Essa pluralidade reforça a importância das culturas e tradições locais na construção do calendário cívico-religioso brasileiro. Assim, o feriado 15 de agosto se torna um ponto de encontro entre memória, devoção e identidade coletiva, ainda que suas celebrações permaneçam restritas a âmbitos municipais ou estaduais.
Mas qual a relação entre o 15 de agosto no Brasil e a China?
Um paralelo cultural
Na China, um evento com características semelhantes — não por conteúdo religioso específico, mas por sua natureza local e regional — é o Festival de Fuxi e Nüwa, realizado anualmente na província de Henan, na planície central, às margens do lago de Huaiyang.
Assim como o 15 de agosto brasileiro, este não é um feriado nacional, mas uma celebração profundamente enraizada na memória e identidade de uma comunidade.
O festival reúne cerca de um milhão de pessoas, principalmente agricultores, em torno de um complexo de templos com origem no período das Primaveras e Outonos (cerca de 700 a.C.).

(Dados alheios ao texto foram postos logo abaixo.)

const SERIES_COLORS: [Color; 7] = [
    Color::Cyan,
    Color::Yellow,
    Color::Green,
    Color::Magenta,
    Color::LightRed,
    Color::Blue,
    Color::White,
];

pub struct App<'a> {
    ctx: &'a DataContext,
    pub selected: usize,
    pub dashboard: Dashboard,
    pub narrative_scroll: u16,
}

impl<'a> App<'a> {
    pub fn new(ctx: &'a DataContext) -> Self {
        let dashboard = build_dashboard(ctx, &all_events()[0]);

        Self {
            ctx,
            selected: 0,
            dashboard,
            narrative_scroll: 0,
        }
    }

    pub fn event(&self) -> &'static EventProfile {
        &all_events()[self.selected]
    }

    /// Switch event and recompute everything from the loaded tables
    pub fn select(&mut self, index: usize) {
        if index >= all_events().len() {
            return;
        }

        self.selected = index;
        self.dashboard = build_dashboard(self.ctx, self.event());
        self.narrative_scroll = 0;

        tracing::debug!(event = self.event().key, rows = self.dashboard.joined_rows, "event selected");
    }

    pub fn next_event(&mut self) {
        self.select((self.selected + 1) % all_events().len());
    }

    pub fn previous_event(&mut self) {
        let len = all_events().len();
        self.select((self.selected + len - 1) % len);
    }

    pub fn scroll_down(&mut self) {
        self.narrative_scroll = self.narrative_scroll.saturating_add(1);
    }

    pub fn scroll_up(&mut self) {
        self.narrative_scroll = self.narrative_scroll.saturating_sub(1);
    }
}

pub fn run_ui(app: &mut App) -> Result<()> {
    // Setup terminal
    enable_raw_mode()?;
    let mut stdout = io::stdout();
    execute!(stdout, EnterAlternateScreen)?;
    let backend = CrosstermBackend::new(stdout);
    let mut terminal = Terminal::new(backend)?;

    // Run the app
    let res = run_app(&mut terminal, app);

    // Restore terminal
    disable_raw_mode()?;
    execute!(terminal.backend_mut(), LeaveAlternateScreen)?;
    terminal.show_cursor()?;

    if let Err(err) = res {
        println!("Error: {:?}", err);
    }

    Ok(())
}

fn run_app<B: ratatui::backend::Backend>(
    terminal: &mut Terminal<B>,
    app: &mut App,
) -> io::Result<()> {
    loop {
        terminal.draw(|f| ui(f, app))?;

        if let Event::Key(key) = event::read()? {
            match key.code {
                KeyCode::Char('q') | KeyCode::Esc => return Ok(()),
                KeyCode::Tab if key.modifiers.contains(KeyModifiers::SHIFT) => app.previous_event(),
                KeyCode::Tab | KeyCode::Right | KeyCode::Char('l') => app.next_event(),
                KeyCode::BackTab | KeyCode::Left | KeyCode::Char('h') => app.previous_event(),
                KeyCode::Char(c @ '1'..='9') => {
                    let index = c as usize - '1' as usize;
                    app.select(index);
                }
                KeyCode::Down | KeyCode::Char('j') => app.scroll_down(),
                KeyCode::Up | KeyCode::Char('k') => app.scroll_up(),
                _ => {}
            }
        }
    }
}

fn ui(f: &mut Frame, app: &mut App) {
    let chunks = Layout::default()
        .direction(Direction::Vertical)
        .constraints([
            Constraint::Length(3), // Header with event tabs
            Constraint::Min(0),    // Charts and commentary
            Constraint::Length(3), // Status bar
        ])
        .split(f.size());

    render_header(f, chunks[0], app);
    render_content(f, chunks[1], app);
    render_status_bar(f, chunks[2], app);
}

fn render_header(f: &mut Frame, area: Rect, app: &App) {
    let mut tab_spans = vec![Span::styled(
        format!("{}  ", PAGE_TITLE),
        Style::default().fg(Color::White).add_modifier(Modifier::BOLD),
    )];

    for (i, event) in all_events().iter().enumerate() {
        if i > 0 {
            tab_spans.push(Span::raw(" │ "));
        }

        let style = if i == app.selected {
            Style::default()
                .fg(Color::Yellow)
                .add_modifier(Modifier::BOLD | Modifier::UNDERLINED)
        } else {
            Style::default().fg(Color::DarkGray)
        };

        tab_spans.push(Span::styled(format!("{}. {}", i + 1, event.label), style));
    }

    let header = Paragraph::new(vec![Line::from(tab_spans)])
        .block(Block::default().borders(Borders::ALL).border_style(Style::default().fg(Color::Cyan)));

    f.render_widget(header, area);
}

/// Top row: line charts. Bottom row: YoY bars (if any) and commentary.
fn render_content(f: &mut Frame, area: Rect, app: &App) {
    let dashboard = &app.dashboard;

    let rows = Layout::default()
        .direction(Direction::Vertical)
        .constraints([Constraint::Percentage(60), Constraint::Percentage(40)])
        .split(area);

    let mut line_charts = vec![&dashboard.gdp_chart];
    if let Some(housing) = &dashboard.housing_chart {
        line_charts.push(housing);
    }

    let top = Layout::default()
        .direction(Direction::Horizontal)
        .constraints(even_split(line_charts.len()))
        .split(rows[0]);
    for (chart, cell) in line_charts.into_iter().zip(top.iter()) {
        render_line_chart(f, *cell, chart);
    }

    match &dashboard.yoy_chart {
        Some(yoy) => {
            let bottom = Layout::default()
                .direction(Direction::Horizontal)
                .constraints([Constraint::Percentage(50), Constraint::Percentage(50)])
                .split(rows[1]);
            render_bar_chart(f, bottom[0], yoy);
            render_narrative(f, bottom[1], app);
        }
        None => render_narrative(f, rows[1], app),
    }
}
// scalargrad-core/src/ops/arithmetic/mul.rs

use std::ops::Mul;

use crate::error::ScalarGradError;
use crate::graph::Op;
use crate::ops::apply_binary_op;
use crate::value::Value;

// --- Forward Operation ---

/// Multiplies two values. During backward each operand receives the other
/// operand's value times the upstream gradient.
pub fn mul(a: &Value, b: &Value) -> Result<Value, ScalarGradError> {
    apply_binary_op(a, b, |x, y| x * y, Op::Mul, "mul")
}

// --- Operator impls (panic on graph mismatch) ---

impl Mul for &Value {
    type Output = Value;

    fn mul(self, rhs: &Value) -> Value {
        mul(self, rhs).unwrap_or_else(|e| panic!("Value multiplication failed: {e}"))
    }
}

impl Mul for Value {
    type Output = Value;

    fn mul(self, rhs: Value) -> Value {
        &self * &rhs
    }
}

impl Mul<&Value> for Value {
    type Output = Value;

    fn mul(self, rhs: &Value) -> Value {
        &self * rhs
    }
}

impl Mul<Value> for &Value {
    type Output = Value;

    fn mul(self, rhs: Value) -> Value {
        self * &rhs
    }
}

impl Mul<f64> for &Value {
    type Output = Value;

    fn mul(self, rhs: f64) -> Value {
        self * &self.graph().value(rhs)
    }
}

impl Mul<f64> for Value {
    type Output = Value;

    fn mul(self, rhs: f64) -> Value {
        &self * rhs
    }
}

impl Mul<&Value> for f64 {
    type Output = Value;

    fn mul(self, rhs: &Value) -> Value {
        &rhs.graph().value(self) * rhs
    }
}

impl Mul<Value> for f64 {
    type Output = Value;

    fn mul(self, rhs: Value) -> Value {
        self * &rhs
    }
}

// --- Tests ---

#[cfg(test)]
mod tests {
    use super::*;
    use crate::autograd::check_grad;
    use crate::Graph;

    #[test]
    fn test_mul_forward() {
        let graph = Graph::new();
        let a = graph.value(2.0);
        let b = graph.value(-3.0);
        let c = mul(&a, &b).unwrap();
        assert_eq!(c.data(), -6.0);
        assert_eq!(c.op_symbol(), Some("*"));
    }

    #[test]
    fn test_mul_backward() {
        let graph = Graph::new();
        let a = graph.value(2.0);
        let b = graph.value(-3.0);
        let c = &a * &b;
        c.backward();
        assert_eq!(a.grad(), -3.0);
        assert_eq!(b.grad(), 2.0);
    }

    #[test]
    fn test_mul_scalar_promotion_both_sides() {
        let graph = Graph::new();
        let a = graph.value(2.0);
        let left = 4.0 * &a;
        let right = &a * 4.0;
        assert_eq!(left.data(), 8.0);
        assert_eq!(right.data(), 8.0);
    }

    #[test]
    fn test_mul_square_fan_out() {
        let graph = Graph::new();
        let x = graph.value(3.0);
        let y = &x * &x;
        y.backward();
        // d(x*x)/dx = 2x, the sum of both paths
        assert_eq!(x.grad(), 6.0);
    }

    #[test]
    fn test_mul_matches_finite_difference() {
        check_grad(
            |inputs| mul(&inputs[0], &inputs[1]),
            &[1.5, -2.5],
            1e-6,
            1e-6,
        )
        .unwrap();
    }
}
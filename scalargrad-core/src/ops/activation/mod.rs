pub mod leaky_relu;
pub mod relu;
pub mod tanh;

pub use leaky_relu::DEFAULT_LEAKY_SLOPE;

É dedicado às divindades primordiais Fuxi, criador das “leis da humanidade”, e Nüwa, associada ao casamento, à fertilidade e à prosperidade.
Um dos rituais mais importantes é a veneração de Nüwa consertando o pilar do céu e segurando o primeiro ser humano moldado com barro e sangue.
Mulheres que desejam filhos tocam uma pedra sagrada diante do templo, perpetuando um gesto ancestral que ecoa práticas votivas de outras culturas.
O festival carrega ainda o legado de rituais imperiais da dinastia Song, posteriormente revitalizados na dinastia Ming. Embora tenha sido suspenso e seus templos vandalizados durante a Revolução Cultural, o culto ressurgiu nos anos 1980, integrado às feiras populares e impulsionado pela política de “Reforma e Abertura”.
Nessas feiras, além de apresentações artísticas, dança e música, ocorre a troca simbólica de terra entre comunidades, reforçando o vínculo com o lugar sagrado.
Resistência cultural e continuidade da memória
A permanência dessas celebrações, tanto no Brasil quanto na China, revela um traço antropológico importante. A resiliência das tradições locais diante de mudanças políticas e sociais.
No Brasil, as festas católicas absorvem elementos das culturas indígena e africana, compondo uma religiosidade plural. Na China, o culto a Fuxi e Nüwa também representa um longo processo histórico — o culto a Fuxi e Nüwa são os elementos primordiais da mitologia chinesa e data de pelo menos 3.000 anos atrás —, de união entre elementos de diversas etnias locais, sendo, inclusive, um elementos importante de construção da coletividade chinesa que hoje se expressa na ideia de identidade nacional.
Nesse sentido, em ambos os contextos, o que se celebra não é apenas um evento religioso, mas também um marco identitário. É a afirmação de pertencimento a uma comunidade específica, a partir de narrativas que reforçam a noção de ancestralidade.
No Brasil, a devoção a padroeiros locais cria um elo afetivo e histórico entre cidade e fiéis; na China, o culto às divindades primordiais reforça a ideia de que “todos somos da mesma família”, uma memória coletiva que antecede fronteiras políticas contemporâneas e ultrapassa, embora não elimine, características étnicas mais específicas.
Assim, o feriado 15 de agosto, em suas múltiplas interpretações, e o Festival de Fuxi e Nüwa, cada qual em seu território, mostram como datas festivas funcionam como âncoras culturais, porque ligam passado e presente, conectam indivíduos por meio de símbolos partilhados e mantêm viva a herança espiritual e social de um povo.